ARE MICROS A SUSTAINABLE TREND, OR JUST ANOTHER FLASH IN THE PAN?
TenBrook is convinced that Emerus has created a viable product that “makes sense from an investment point of view.” He points to Baptist Emergency Hospital’s recently opened 38,500-sf micro at Zarzamora, in South San Antonio—once a “healthcare desert,” he claims—that has been handling twice the average patient load than was originally projected. (Depending on the market, microhospitals expect to see anywhere from 30 to 100 patients a day.)
Dignity Health plans to include medical office spaces and wellness centers in its micros and is considering leasing space for physical therapy and ambulatory surgery centers, says Hennum. Dignity will measure three variables—market demand, patient experience, and clinical outcomes—to determine whether its microhospitals are working, to decide if it will build more of them. Hennum says Dignity is looking into opening micros in California.
But healthcare construction trends come and go. It wasn’t too long ago that experts thought there were no limits to the growth of medical office buildings; in many markets, MOBs now seem passé, as patients choose other types of care facilities that fit their medical needs and tight wallets better.
Then there’s the cautionary tale of Adeptus Health, the nation’s largest ED operator, which lost $11.7 million in Q3/2016 and saw its stock price plummet by 88.4% from May 16 to $7.43 on December 22. Is Adeptus’s precipitous decline a signal that its business model, which relies heavily on non-hospital-affiliated emergency departments and on charging patients “facility fees” to cover its overhead, might not be sustainable?
(Emerus Senior Vice President Jason Jisovicz says his company has avoided Adeptus’s financial problems by using in-network services.)
There’s also no consensus about how quickly or broadly microhospitals might spread.
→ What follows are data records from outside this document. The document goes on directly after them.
//! Upload command implementation.
//!
//! Runs the controller, an uploader and the supervisor in one process. When
//! the connection drops the uploader keeps the payload in the store and the
//! supervisor schedules a recovery; the command waits for that recovery to
//! settle before exiting.

use std::io::{self, Write};
use std::sync::Arc;
use std::time::{Duration, Instant};

use anyhow::{bail, Context, Result};
use tokio::sync::{broadcast, watch};

use ferry_core::bus::Bus;
use ferry_core::controller::{Controller, ControllerView};
use ferry_core::file::{format_size, FilePayload};
use ferry_core::protocol::{STATUS_DONE, STATUS_FAILED, STATUS_RETRYING};
use ferry_core::scheduler::LocalScheduler;
use ferry_core::store::TransferStore;
use ferry_core::supervisor::{ResumeOutcome, Supervisor};
use ferry_core::transport::HttpTransport;
use ferry_core::uploader::{RetryPolicy, Uploader};

use super::UploadArgs;
use crate::ui::{self, ConsoleNotifier};

/// Run the upload command.
pub async fn run(args: UploadArgs) -> Result<()> {
    let mut config = super::load_config()?;
    if let Some(endpoint) = args.endpoint {
        config.transfer.endpoint = endpoint;
        config.validate().context("Invalid endpoint")?;
    }

    let file = FilePayload::from_path(&args.path)
        .await
        .with_context(|| format!("Failed to read {}", args.path.display()))?;

    let store = super::open_store(&config).await?;
    let transport = Arc::new(HttpTransport::from_config(&config.transfer));
    let policy = RetryPolicy::from(&config.transfer);
    let bus = Bus::new(config.bus.capacity);

    let (scheduler, triggers) = LocalScheduler::new(config.supervisor.trigger_delay);
    let supervisor = Supervisor::new(store.clone(), transport.clone(), Arc::new(scheduler))
        .with_config(config.supervisor.clone())
        .with_retry_policy(policy)
        .with_notifier(Arc::new(ConsoleNotifier::new(args.quiet)))
        .spawn(&bus, triggers);
    let outcomes = supervisor.outcomes();

    let controller = Controller::new(
        bus.clone(),
        Uploader::new(store.clone(), transport)
            .with_retry_policy(policy)
            .factory(),
    );

    if !args.quiet {
        ui::banner();
        println!("  File:     {}", file.name);
        println!("  Size:     {}", format_size(file.size()));
        println!("  Endpoint: {}", config.transfer.endpoint);
        println!();
    }

    let view = controller.view();
    let progress_handle = if args.quiet {
        None
    } else {
        Some(tokio::spawn(display_progress(view.clone())))
    };

    let start_time = Instant::now();
    controller
        .start_upload(file)
        .context("Failed to start uploader")?;

    let finish = tokio::select! {
        result = wait_for_settlement(view, outcomes) => result.map(|()| Finish::Completed),
        _ = tokio::signal::ctrl_c() => Ok(Finish::Interrupted),
    };

    controller.shutdown().await;
    supervisor.shutdown().await;
    if let Some(handle) = progress_handle {
        let _ = handle.await;
    }

    conclude(finish?, &store, args.quiet, start_time.elapsed()).await
}

/// How the wait for the upload ended.
#[derive(Debug, Clone, Copy, PartialEq, Eq)]
enum Finish {
    Completed,
    Interrupted,
}

/// Report the end of the command.
///
/// An interrupted upload is an error; `ferry resume` is only suggested when
/// something was actually persisted.
async fn conclude(
    finish: Finish,
    store: &TransferStore,
    quiet: bool,
    elapsed: Duration,
) -> Result<()> {
    match finish {
        Finish::Completed => {
            if !quiet {
                println!();
                println!("  Upload complete in {:.1}s", elapsed.as_secs_f64());
            }
            Ok(())
        }
        Finish::Interrupted => {
            let pending = store
                .pending_transfer()
                .await
                .context("Failed to read pending transfer")?;
            match pending {
                Some(pending) => bail!(
                    "Upload interrupted. {} is saved; run 'ferry resume' to finish it.",
                    pending.file.name
                ),
                None => bail!("Upload interrupted. Nothing was saved."),
            }
        }
    }
}

/// Wait until the upload either lands or fails for good.
///
/// A plain `failed` status means the uploader kept the payload and asked for
/// a retry, so the wait continues. A `failed: ...` status is terminal.
async fn wait_for_settlement(
    mut view: watch::Receiver<ControllerView>,
    mut outcomes: broadcast::Receiver<ResumeOutcome>,
) -> Result<()> {
    loop {
        tokio::select! {
            changed = view.changed() => {
                changed.context("Controller stopped")?;
                let status = view.borrow_and_update().status.clone();
                match status.as_deref() {
                    Some(STATUS_DONE) => return Ok(()),
                    Some(text) if text.starts_with(&format!("{STATUS_FAILED}:")) => {
                        bail!("Upload {}", text);
                    }
                    _ => {}
                }
            }
            outcome = outcomes.recv() => match outcome {
                Ok(ResumeOutcome::Uploaded) => return Ok(()),
                Ok(ResumeOutcome::Failed { reason }) => {
                    bail!(
                        "Background retry failed ({}). The upload is still pending; run 'ferry resume' to try again.",
                        reason
                    );
                }
                Ok(ResumeOutcome::WorkerAlive | ResumeOutcome::NothingPending) => {}
                Err(broadcast::error::RecvError::Lagged(skipped)) => {
                    tracing::debug!(skipped, "Missed resume outcomes");
                }
                Err(broadcast::error::RecvError::Closed) => bail!("Supervisor stopped"),
            },
        }
    }
}

async fn display_progress(mut rx: watch::Receiver<ControllerView>) {
    let mut last_status: Option<String> = None;

    loop {
        let view = rx.borrow_and_update().clone();

        if view.status != last_status {
            last_status.clone_from(&view.status);
            match view.status.as_deref() {
                Some(STATUS_DONE) => {
                    print_bar(&view);
                    break;
                }
                Some(STATUS_FAILED) => {
                    println!();
                    println!("  Connection lost, upload saved for retry.");
                }
                Some(STATUS_RETRYING) => {
                    println!("  Waiting for background recovery...");
                }
                Some(text) if text.starts_with(STATUS_FAILED) => {
                    println!();
                    println!("  Upload {}", text);
                    break;
                }
                _ => {}
            }
        }

        if view.file_name.is_some() && view.status.is_none() {
            print_bar(&view);
        }

        if rx.changed().await.is_err() {
            break;
        }
    }

    println!();
}

fn print_bar(view: &ControllerView) {
    print!(
        "\r  {} {:>6.2}% {}    ",
        ui::progress_bar(view.progress),
        view.progress * 100.0,
        view.file_name.as_deref().unwrap_or_default()
    );
    let _ = io::stdout().flush();
}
Franciscan’s board has given DiGiusto approval to explore replicating the micro model at other Franciscan facilities: “We need to take some pressure off of our hospitals, which are regularly out of beds,” he says. But he doesn’t foresee micros having anywhere near the same growth trajectory of, say, urgent care centers. “You need special circumstances,” he says, especially regarding location: Micros only work in communities that don’t have ready access to a large acute care hospital.
CannonDesign’s Corbin says interest in microhospitals could last another five years, but she also expects states to tighten their reins on what kinds of healthcare facilities they allow. She says some investors already view the investment cycle of micros as being closer to medical office buildings (10–15 years) than full-size acute care hospitals (50 years).
PhiloWilke’s TenBrook says the only thing keeping microhospitals from becoming more mainstream is state regulations that are, in his view, “out of sync with the idea of a small hospital.” To meet one state’s code, he says, his firm had to produce a design template showing four janitors’ closets in every micro, when one or two would have been more than sufficient.
E4H’s Booze says the precariousness of the Affordable Care Act, which spurred healthcare growth over the past five years, makes predicting hazardous. He says one client in the Northeast that he would not name views microhospitals as “a growth instrument in a nongrowth market.”
Booze believes that as long as healthcare providers and private developers see micros as a real estate infill play, some day there could be up to 250 microhospitals dotting America’s countryside.